Every path leads somewhere.
The choices I make today will affect tomorrow. While we may know that in theory, sometimes we live it as though it’s not a reality.
Two years ago my husband and I planned to take a group to Israel, but CoVid put that trip on hold. We knew that circumstances could dictate when we would be able to go, but we were determined to go nonetheless.
We have been to Israel twice before and both times we came home saying, “we have to go back again soon!” With so much to see and so much to comprehend, a visit to the Holy Land is life-changing in many ways–not the least of which is gaining a whole new perspective on the Bible. Seeing it for yourself, you gain a new understanding of the culture, the topography and the history as your eyes are opened to the “big picture.” Walking in the land of the Bible takes you on a spiritual journey that could literally happen in no other way.
We just recently returned from our third trip to the Holy Land. One of the most valuable things I brought home with me was a fresh reminder of the absolute necessity of spending time in God’s Word. The words of this book are not just life changing, but are clear directions from God for the path He wants me to take. While not everyone can experience Israel personally, every person can experience God. It is His desire for us to know Him, and He made that possible by giving us the written Word.
Wherever you are in this journey of life, God has a plan that He wants to help you navigate.

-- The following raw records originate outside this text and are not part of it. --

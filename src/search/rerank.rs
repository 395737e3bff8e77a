//! Second-stage reranking
//!
//! The relevance model (typically a cross-encoder) is an external scoring
//! function behind [`RelevanceScorer`]. [`Reranker`] runs it on the blocking
//! pool under a timeout and turns every failure into a skipped outcome, so a
//! broken or slow scorer never fails a search.

use std::collections::HashSet;
use std::sync::Arc;
use std::time::{Duration, Instant};

use tracing::{debug, warn};

use crate::error::{HybrankError, Result};
use crate::search::embeddings::fnv1a_hash;
use crate::search::text::tokenize;

/// Pairwise query/document relevance model.
///
/// Called from a blocking thread; implementations may do heavy CPU work.
pub trait RelevanceScorer: Send + Sync {
    /// One score per document, in input order.
    fn score(&self, query: &str, documents: &[String]) -> Result<Vec<f32>>;

    fn name(&self) -> &str {
        "scorer"
    }
}

/// Per-request rollout decision for reranking.
pub trait RerankGate: Send + Sync {
    /// Whether reranking may run for this normalized query text.
    fn allows(&self, normalized_query: &str) -> bool;
}

/// Gate that never vetoes reranking.
#[derive(Debug, Clone, Copy, Default)]
pub struct AlwaysAllow;

impl RerankGate for AlwaysAllow {
    fn allows(&self, _normalized_query: &str) -> bool {
        true
    }
}

/// Deterministic percentage rollout keyed on the query text.
///
/// The same query always lands in the same bucket, so repeated requests
/// (and their cache keys) stay stable.
#[derive(Debug, Clone, Copy)]
pub struct PercentageGate {
    percent: u8,
}

impl PercentageGate {
    /// Values above 100 are treated as 100.
    pub fn new(percent: u8) -> Self {
        Self {
            percent: percent.min(100),
        }
    }

    pub const fn percent(&self) -> u8 {
        self.percent
    }

    fn bucket(normalized_query: &str) -> u64 {
        fnv1a_hash(normalized_query.as_bytes()) % 100
    }
}

impl RerankGate for PercentageGate {
    fn allows(&self, normalized_query: &str) -> bool {
        Self::bucket(normalized_query) < u64::from(self.percent)
    }
}

/// Local relevance model: the fraction of distinct query terms that occur
/// in the document.
#[derive(Debug, Clone, Copy, Default)]
pub struct TermOverlapScorer;

impl RelevanceScorer for TermOverlapScorer {
    fn score(&self, query: &str, documents: &[String]) -> Result<Vec<f32>> {
        let terms: HashSet<String> = tokenize(query).into_iter().collect();
        if terms.is_empty() {
            return Ok(vec![0.0; documents.len()]);
        }

        let total = terms.len() as f32;
        Ok(documents
            .iter()
            .map(|doc| {
                let doc_terms: HashSet<String> = tokenize(doc).into_iter().collect();
                let matched = terms.iter().filter(|t| doc_terms.contains(*t)).count();
                matched as f32 / total
            })
            .collect())
    }

    fn name(&self) -> &str {
        "term-overlap"
    }
}

/// Result of one rerank attempt.
#[derive(Debug, Clone)]
pub enum RerankOutcome {
    /// Scores aligned with the input documents.
    Applied { scores: Vec<f32>, elapsed: Duration },
    /// Reranking did not happen; fused scores stand.
    Skipped { reason: HybrankError },
}

impl RerankOutcome {
    pub const fn is_applied(&self) -> bool {
        matches!(self, Self::Applied { .. })
    }

    pub fn scores(&self) -> Option<&[f32]> {
        match self {
            Self::Applied { scores, .. } => Some(scores),
            Self::Skipped { .. } => None,
        }
    }
}

/// Runs an optional [`RelevanceScorer`] with a time bound.
#[derive(Clone)]
pub struct Reranker {
    scorer: Option<Arc<dyn RelevanceScorer>>,
    timeout: Duration,
}

impl std::fmt::Debug for Reranker {
    fn fmt(&self, f: &mut std::fmt::Formatter<'_>) -> std::fmt::Result {
        f.debug_struct("Reranker")
            .field("scorer", &self.scorer.as_ref().map(|s| s.name().to_string()))
            .field("timeout", &self.timeout)
            .finish()
    }
}

impl Reranker {
    pub fn new(scorer: Option<Arc<dyn RelevanceScorer>>, timeout: Duration) -> Self {
        Self { scorer, timeout }
    }

    pub const fn is_available(&self) -> bool {
        self.scorer.is_some()
    }

    pub const fn timeout(&self) -> Duration {
        self.timeout
    }

    /// Score `documents` against `query`.
    ///
    /// Never returns an error: an absent scorer, a scorer error or panic, a
    /// timeout, a length mismatch or a non-finite score all produce
    /// [`RerankOutcome::Skipped`]. On timeout the blocking call is left to
    /// finish in the background and its result is discarded.
    pub async fn rerank(&self, query: &str, documents: Vec<String>) -> RerankOutcome {
        let Some(scorer) = self.scorer.clone() else {
            return RerankOutcome::Skipped {
                reason: HybrankError::RerankerUnavailable("no relevance scorer configured".into()),
            };
        };
        if documents.is_empty() {
            return RerankOutcome::Applied {
                scores: Vec::new(),
                elapsed: Duration::ZERO,
            };
        }

        let expected = documents.len();
        let query = query.to_string();
        let started = Instant::now();
        let task = tokio::task::spawn_blocking(move || scorer.score(&query, &documents));

        let outcome = match tokio::time::timeout(self.timeout, task).await {
            Err(_) => Err(HybrankError::RerankerTimeout {
                timeout_ms: u64::try_from(self.timeout.as_millis()).unwrap_or(u64::MAX),
            }),
            Ok(Err(join_err)) => Err(HybrankError::RerankerUnavailable(format!(
                "scorer task failed: {join_err}"
            ))),
            Ok(Ok(Err(err))) => Err(HybrankError::RerankerUnavailable(err.to_string())),
            Ok(Ok(Ok(scores))) => validate_scores(scores, expected),
        };

        match outcome {
            Ok(scores) => {
                let elapsed = started.elapsed();
                debug!(
                    candidates = expected,
                    elapsed_ms = elapsed.as_millis() as u64,
                    "Rerank applied"
                );
                RerankOutcome::Applied { scores, elapsed }
            }
            Err(reason) => {
                warn!(error = %reason, candidates = expected, "Rerank skipped; keeping fused order");
                RerankOutcome::Skipped { reason }
            }
        }
    }
}

fn validate_scores(scores: Vec<f32>, expected: usize) -> Result<Vec<f32>> {
    if scores.len() != expected {
        return Err(HybrankError::RerankerUnavailable(format!(
            "scorer returned {} scores for {expected} candidates",
            scores.len()
        )));
    }
    if scores.iter().any(|s| !s.is_finite()) {
        return Err(HybrankError::RerankerUnavailable(
            "scorer returned a non-finite score".to_string(),
        ));
    }
    Ok(scores)
}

This is no easy journey. The path can be dark or lonely. It most certainly will take you through hills and valleys. Sometimes to the mountaintops. Often the path leads you through twists and turns and maybe a dead end or two. The question is not how difficult or how far, but how well we traverse in every circumstance. God wants you to know that you don’t have to go it alone.
“Do not fear, for I am with you;
do not be afraid, for I am your God.
I will strengthen you; I will help you;
I will hold on to you with My righteous right hand.“
Did you know that Israel has a diverse landscape? While it is a desert region, it also boasts fertile valleys and stark mountaintops. Standing at a scenic overlook, you can view a modern city with tall buildings and every amenity–as well as The Old City that boasts ruins from the 18th century, the Western Wall and the Temple Mount. Revealing a magnificent history, modern archeology is in a constant state of discovery. Every year, new ruins are discovered that continue to add validity to the history of the Bible to the delight of believers and clarity for those who would question its historical accuracy.
Walking the cobblestone streets, climbing steep inclines or hundreds of steps, you gain a new appreciation for the architecture as well as the brilliance and stamina of civilizations of the past who accomplished incredible feats without the assistance of the resources we have today.
Walking was a normal part of life. The distances we drove in the bus would have been travelled on foot or if available, by donkey or camel. Difficult terrain and the desert climate only added to the importance of the well-worn paths made by those early travelers. The nomadic Bedouin shepherds living in tents outside the city take you back to that simpler time, where paths made by the livestock over hundreds of years map the landscape.
Can you just see it in your mind’s eye? Those sheep need a shepherd to guide them.
And so do you.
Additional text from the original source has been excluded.